Become a little more cultured. It’s always nice to have some new discussion material for your next date.
When you’re in the presence of good design, you know it. Think about it like this: it’s like never knowing you needed a Cucinelli cashmere sweater until you finally put it on.
Just like you take the time to up your fashion game, you have to do the same for your abode. It’s about creating a space that reflects your style, so you can come home and feel damn good. Just like the blazers we put on our backs, the watches we put on our wrists and the espadrilles we’ll be wearing this summer, we live in it.

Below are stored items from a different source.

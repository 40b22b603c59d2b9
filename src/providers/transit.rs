/// Transit REST API client (HAFAS-style, e.g. `v6.db.transport.rest`)
///
/// Two endpoints are used:
///
/// - `GET {base}/stops/{station}/departures?duration=..` - station board with
///   `tripId`, `when`, `plannedWhen`, `delay` (seconds), `line.fahrtNr` and,
///   when the backend knows it, `currentTripPosition`.
/// - `GET {base}/trips/{tripId}?polyline=true` - trip detail with origin,
///   destination, planned times and the route polyline as a GeoJSON
///   `FeatureCollection` of points.
///
/// Coordinates leave this module as `[lon, lat]`.
use crate::config::Products;
use crate::models::{Departure, TripDetail};
use async_trait::async_trait;
use chrono::{DateTime, FixedOffset};
use serde::Deserialize;
use std::time::Duration;
use tracing::{debug, error};

/// Source of departures and trip detail, the tracker's only upstream
#[async_trait]
pub trait TransitSource: Send + Sync {
    async fn fetch_departures(
        &self,
        station_id: &str,
        query: &DepartureQuery,
    ) -> Result<Vec<Departure>, TransitError>;

    async fn resolve_trip(&self, trip_id: &str) -> Result<TripDetail, TransitError>;
}

/// Filter options for a station board request
#[derive(Debug, Clone, Copy)]
pub struct DepartureQuery {
    pub duration_minutes: u32,
    pub products: Products,
}

#[derive(Debug, Clone)]
pub struct TransitClient {
    client: reqwest::Client,
    base_url: String,
}

impl TransitClient {
    pub fn new(base_url: &str, timeout: Duration) -> Result<Self, TransitError> {
        let client = reqwest::Client::builder()
            .timeout(timeout)
            .connect_timeout(Duration::from_secs(10))
            .build()
            .map_err(|e| TransitError::NetworkError(format!("Failed to build HTTP client: {}", e)))?;

        Ok(Self {
            client,
            base_url: base_url.trim_end_matches('/').to_string(),
        })
    }

    /// Execute a GET request and return the non-empty body
    async fn get_text(&self, url: &str, query: &[(&str, String)]) -> Result<String, TransitError> {
        debug!(url = %url, "Requesting transit API");

        let response = self
            .client
            .get(url)
            .query(query)
            .send()
            .await
            .map_err(|e| TransitError::NetworkError(e.to_string()))?;

        let status = response.status();
        let text = response
            .text()
            .await
            .map_err(|e| TransitError::NetworkError(e.to_string()))?;

        if !status.is_success() {
            return Err(TransitError::HttpError(format!(
                "HTTP {}: {}",
                status,
                text.chars().take(200).collect::<String>()
            )));
        }

        if text.trim().is_empty() {
            return Err(TransitError::EmptyBody);
        }

        Ok(text)
    }
}

#[async_trait]
impl TransitSource for TransitClient {
    async fn fetch_departures(
        &self,
        station_id: &str,
        query: &DepartureQuery,
    ) -> Result<Vec<Departure>, TransitError> {
        let url = format!(
            "{}/stops/{}/departures",
            self.base_url,
            urlencoding::encode(station_id)
        );

        let mut params: Vec<(&str, String)> = vec![
            ("duration", query.duration_minutes.to_string()),
            ("linesOfStops", "false".to_string()),
            ("remarks", "true".to_string()),
            ("language", "en".to_string()),
            ("pretty", "false".to_string()),
        ];
        params.extend(
            query
                .products
                .as_query()
                .into_iter()
                .map(|(name, enabled)| (name, enabled.to_string())),
        );

        let body = self.get_text(&url, &params).await?;
        parse_departures(&body)
    }

    async fn resolve_trip(&self, trip_id: &str) -> Result<TripDetail, TransitError> {
        let url = format!("{}/trips/{}", self.base_url, urlencoding::encode(trip_id));
        let params = [
            ("stopovers", "true".to_string()),
            ("remarks", "true".to_string()),
            ("polyline", "true".to_string()),
            ("language", "en".to_string()),
            ("pretty", "false".to_string()),
        ];

        let body = self.get_text(&url, &params).await?;
        parse_trip(&body)
    }
}

/// Decode a station board response
pub fn parse_departures(body: &str) -> Result<Vec<Departure>, TransitError> {
    let response: DeparturesResponse = serde_json::from_str(body).map_err(|e| {
        error!(
            error = %e,
            body_preview = %body.chars().take(500).collect::<String>(),
            "Failed to parse departures response"
        );
        TransitError::ParseError(e.to_string())
    })?;

    Ok(response
        .departures
        .into_iter()
        .filter_map(ApiDeparture::into_departure)
        .collect())
}

/// Decode a trip response; origin and destination must be named and located
pub fn parse_trip(body: &str) -> Result<TripDetail, TransitError> {
    let response: TripResponse = serde_json::from_str(body).map_err(|e| {
        error!(
            error = %e,
            body_preview = %body.chars().take(500).collect::<String>(),
            "Failed to parse trip response"
        );
        TransitError::ParseError(e.to_string())
    })?;

    let trip = response.trip;

    let (origin_name, origin) = trip
        .origin
        .and_then(ApiStop::named_location)
        .ok_or_else(|| TransitError::IncompleteTrip("origin".to_string()))?;
    let (destination_name, destination) = trip
        .destination
        .and_then(ApiStop::named_location)
        .ok_or_else(|| TransitError::IncompleteTrip("destination".to_string()))?;

    let scheduled_departure = trip
        .planned_departure
        .as_deref()
        .or(trip.departure.as_deref())
        .and_then(parse_time)
        .ok_or_else(|| TransitError::IncompleteTrip("departure time".to_string()))?;
    let scheduled_arrival = trip
        .planned_arrival
        .as_deref()
        .or(trip.arrival.as_deref())
        .and_then(parse_time)
        .ok_or_else(|| TransitError::IncompleteTrip("arrival time".to_string()))?;

    let route = trip
        .polyline
        .map(|polyline| {
            polyline
                .features
                .iter()
                .filter_map(|feature| match feature.geometry.coordinates.as_slice() {
                    [lon, lat, ..] => Some([*lon, *lat]),
                    _ => None,
                })
                .collect()
        })
        .unwrap_or_default();

    Ok(TripDetail {
        origin_name,
        origin,
        destination_name,
        destination,
        scheduled_departure,
        scheduled_arrival,
        route,
    })
}

fn parse_time(value: &str) -> Option<DateTime<FixedOffset>> {
    DateTime::parse_from_rfc3339(value).ok()
}

#[derive(Debug, Deserialize)]
struct DeparturesResponse {
    departures: Vec<ApiDeparture>,
}

#[derive(Debug, Deserialize)]
#[serde(rename_all = "camelCase")]
struct ApiDeparture {
    trip_id: Option<String>,
    when: Option<String>,
    planned_when: Option<String>,
    delay: Option<i64>,
    line: Option<ApiLine>,
    destination: Option<ApiStop>,
    current_trip_position: Option<ApiLocation>,
}

impl ApiDeparture {
    /// Entries without trip handle or run number cannot be tracked
    fn into_departure(self) -> Option<Departure> {
        let line = self.line?;
        let run_id = line.fahrt_nr.filter(|n| !n.is_empty())?;
        let trip_id = self.trip_id.filter(|t| !t.is_empty())?;

        Some(Departure {
            run_id,
            trip_id,
            line_name: line.name.unwrap_or_default(),
            planned_when: self.planned_when,
            when: self.when,
            delay_secs: self.delay.unwrap_or(0),
            reported_position: self.current_trip_position.and_then(ApiLocation::lon_lat),
            destination_name: self.destination.and_then(|d| d.name),
        })
    }
}

#[derive(Debug, Deserialize)]
#[serde(rename_all = "camelCase")]
struct ApiLine {
    name: Option<String>,
    fahrt_nr: Option<String>,
}

#[derive(Debug, Deserialize)]
struct ApiStop {
    name: Option<String>,
    location: Option<ApiLocation>,
}

impl ApiStop {
    fn named_location(self) -> Option<(String, [f64; 2])> {
        let name = self.name.filter(|n| !n.is_empty())?;
        let location = self.location?.lon_lat()?;
        Some((name, location))
    }
}

#[derive(Debug, Deserialize)]
struct ApiLocation {
    latitude: Option<f64>,
    longitude: Option<f64>,
}

impl ApiLocation {
    fn lon_lat(self) -> Option<[f64; 2]> {
        Some([self.longitude?, self.latitude?])
    }
}

#[derive(Debug, Deserialize)]
struct TripResponse {
    trip: ApiTrip,
}

#[derive(Debug, Deserialize)]
#[serde(rename_all = "camelCase")]
struct ApiTrip {
    origin: Option<ApiStop>,
    destination: Option<ApiStop>,
    departure: Option<String>,
    planned_departure: Option<String>,
    arrival: Option<String>,
    planned_arrival: Option<String>,
    polyline: Option<ApiPolyline>,
}

#[derive(Debug, Deserialize)]
struct ApiPolyline {
    #[serde(default)]
    features: Vec<ApiFeature>,
}

#[derive(Debug, Deserialize)]
struct ApiFeature {
    geometry: ApiGeometry,
}

#[derive(Debug, Deserialize)]
struct ApiGeometry {
    #[serde(default)]
    coordinates: Vec<f64>,
}

#[derive(Debug, thiserror::Error)]
pub enum TransitError {
    #[error("Network error: {0}")]
    NetworkError(String),
    #[error("Unexpected response: {0}")]
    HttpError(String),
    #[error("Empty response body")]
    EmptyBody,
    #[error("Failed to parse response: {0}")]
    ParseError(String),
    #[error("Incomplete trip data: missing {0}")]
    IncompleteTrip(String),
}

#[cfg(test)]
mod tests {
    use super::*;

    const DEPARTURES: &str = r#"{
        "departures": [
            {
                "tripId": "1|200845|0|80|19102026",
                "when": "2026-10-19T10:07:00+02:00",
                "plannedWhen": "2026-10-19T10:02:00+02:00",
                "delay": 300,
                "line": { "name": "ICE 123", "fahrtNr": "123" },
                "destination": { "name": "Hamburg Hbf" },
                "currentTripPosition": { "type": "location", "latitude": 52.52, "longitude": 13.37 }
            },
            {
                "tripId": "1|300000|0|80|19102026",
                "when": null,
                "plannedWhen": "2026-10-19T10:15:00+02:00",
                "delay": null,
                "line": { "name": "RE 1", "fahrtNr": "4711" }
            },
            {
                "tripId": "1|400000|0|80|19102026",
                "when": "2026-10-19T10:20:00+02:00",
                "line": { "name": "Bus 100" }
            }
        ],
        "realtimeDataUpdatedAt": 1760860800
    }"#;

    const TRIP: &str = r#"{
        "trip": {
            "origin": { "name": "Berlin Hbf", "location": { "latitude": 52.525589, "longitude": 13.369549 } },
            "destination": { "name": "Hamburg Hbf", "location": { "latitude": 53.552736, "longitude": 10.006909 } },
            "departure": "2026-10-19T10:07:00+02:00",
            "plannedDeparture": "2026-10-19T10:02:00+02:00",
            "arrival": "2026-10-19T12:00:00+02:00",
            "plannedArrival": "2026-10-19T11:55:00+02:00",
            "polyline": {
                "type": "FeatureCollection",
                "features": [
                    { "type": "Feature", "geometry": { "type": "Point", "coordinates": [13.369549, 52.525589] } },
                    { "type": "Feature", "geometry": { "type": "Point", "coordinates": [11.0, 53.0] } },
                    { "type": "Feature", "geometry": { "type": "Point", "coordinates": [] } },
                    { "type": "Feature", "geometry": { "type": "Point", "coordinates": [10.006909, 53.552736] } }
                ]
            }
        }
    }"#;

    #[test]
    fn test_parse_departures() {
        let departures = parse_departures(DEPARTURES).unwrap();
        // The bus has no run number and is dropped
        assert_eq!(departures.len(), 2);

        let ice = &departures[0];
        assert_eq!(ice.run_id, "123");
        assert_eq!(ice.line_name, "ICE 123");
        assert_eq!(ice.delay_secs, 300);
        assert_eq!(ice.reported_position, Some([13.37, 52.52]));
        assert_eq!(ice.destination_name.as_deref(), Some("Hamburg Hbf"));

        let re = &departures[1];
        assert_eq!(re.when, None);
        assert_eq!(re.delay_secs, 0);
        assert_eq!(re.reported_position, None);
    }

    #[test]
    fn test_parse_departures_rejects_garbage() {
        assert!(matches!(
            parse_departures("<html>busy</html>"),
            Err(TransitError::ParseError(_))
        ));
    }

    #[test]
    fn test_parse_trip_prefers_planned_times() {
        let trip = parse_trip(TRIP).unwrap();
        assert_eq!(trip.origin_name, "Berlin Hbf");
        assert_eq!(trip.origin, [13.369549, 52.525589]);
        assert_eq!(trip.destination, [10.006909, 53.552736]);
        assert_eq!(trip.scheduled_departure.to_rfc3339(), "2026-10-19T10:02:00+02:00");
        assert_eq!(trip.scheduled_arrival.to_rfc3339(), "2026-10-19T11:55:00+02:00");
        // Feature without coordinates is skipped
        assert_eq!(trip.route.len(), 3);
        assert_eq!(trip.route[1], [11.0, 53.0]);
    }

    #[test]
    fn test_parse_trip_requires_named_endpoints() {
        let unnamed = TRIP.replace(r#""name": "Hamburg Hbf""#, r#""name": """#);
        assert!(matches!(
            parse_trip(&unnamed),
            Err(TransitError::IncompleteTrip(field)) if field == "destination"
        ));
    }

    #[test]
    fn test_parse_trip_without_polyline() {
        let body = r#"{"trip": {
            "origin": { "name": "A", "location": { "latitude": 0.0, "longitude": 0.0 } },
            "destination": { "name": "B", "location": { "latitude": 10.0, "longitude": 0.0 } },
            "departure": "2026-10-19T10:00:00Z",
            "arrival": "2026-10-19T11:00:00Z"
        }}"#;
        let trip = parse_trip(body).unwrap();
        assert!(trip.route.is_empty());
        assert_eq!(trip.scheduled_departure.to_rfc3339(), "2026-10-19T10:00:00+00:00");
    }
}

We work on it, lounge on it and sleep on it, so why not put some serious TLC into your home base?
Now, let’s face it, IKEA’s great and all but if you want an investment piece with some serious heart, meticulous craftsmanship, and a rich history, look to the icons. They’ve changed the way we live and are just as modern and influential as the day they were designed.
Your quarters are a true reflection of yourself, so start putting your best foot—or design—forward. Start here; and take notes.
Designed for Herman Miller by husband and wife team Charles and Ray Eames, the Eames Chair and Ottoman made their debut on the TODAY Show in 1956, making them 60 this year. Crafted from wood, aluminum and stainless steel, Charles Eames wrote that they were inspired by, “the warm, receptive look of a well-used first baseman’s mitt.”
Originally designed in 1968, legendary designer Jens Risom thinks of his piece as more of “a writing surface,” says the designer. “Let’s just call it a ‘desk’ in quotations.” The Risom Desk is perfect for small spaces and is made of American walnut or oak and topped with smooth chocolate leather.
George Nelson Associates designed the classic Sunburst Clock in 1949 in New York City for the Howard Miller Clock Company. This high-grade quartz clock is made of wood and metal, and comes in red, walnut, or a multicolor design.
With a model number for a name, Eileen Gray’s E1027 adjustable steel table looks as slick as a Tag Heuer chronograph. Ironically, it works as a great laptop table even though it was designed in 1927. It comes in chrome or matte black with clear or grey smoked glass.
For obvious reasons, the floating LC4 Chaise Lounge was nicknamed the “relaxing machine” because it mirrors the natural curves of the body. Designed in 1928 by Le Corbusier, Charlotte Perriand and Pierre Jeanneret, this emblematic furniture piece offers up infinite sitting angles thanks to its steel frame and plush leather, canvas, or cowhide upholstery.
Made in Burgundy, France in 1934 by metalworker Xavier Pauchard, the Mararis A Chair manages to be both heavy-duty and easy on the eyes thanks to its sheet steel frame that takes more than 100 manual operations to make.
Both understated and sophisticated, Isamu Noguchi’s coffee table was designed for Herman Miller in 1948 with one word in mind: simplicity. The base is made of two interlocked pieces of solid black, walnut, natural cherry, or white ash wood that support a thick glass surface. It’s arguably one of the most treasured pieces in the American design landscape.
The Arco Floor Lamp, inspired by a simple streetlight, was designed in 1962 by Achille and Pier Giacomo Castiglioni for Italian lighting company Flos. Its adjustable arc and swiveling light shade, plus its memorable cameo in 1971’s Diamonds Are Forever make up for it weighing a whopping 78 pounds. It’s made of marble, stainless steel, and aluminum.
With these iconic designs as your foundation, start thinking about how you can transform your spot into a modern bachelor pad: one that shows that you care about yourself and your dwelling. There’s no time like the present, gentlemen.